DATA SECTION -
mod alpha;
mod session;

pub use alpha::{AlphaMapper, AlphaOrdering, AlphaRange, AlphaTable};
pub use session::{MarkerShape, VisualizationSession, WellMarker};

THE TASK -
Return each line of the data exactly as it was given.

RESPONSE -
mod alpha;
mod session;

pub use alpha::{AlphaMapper, AlphaOrdering, AlphaRange, AlphaTable};
pub use session::{MarkerShape, VisualizationSession, WellMarker};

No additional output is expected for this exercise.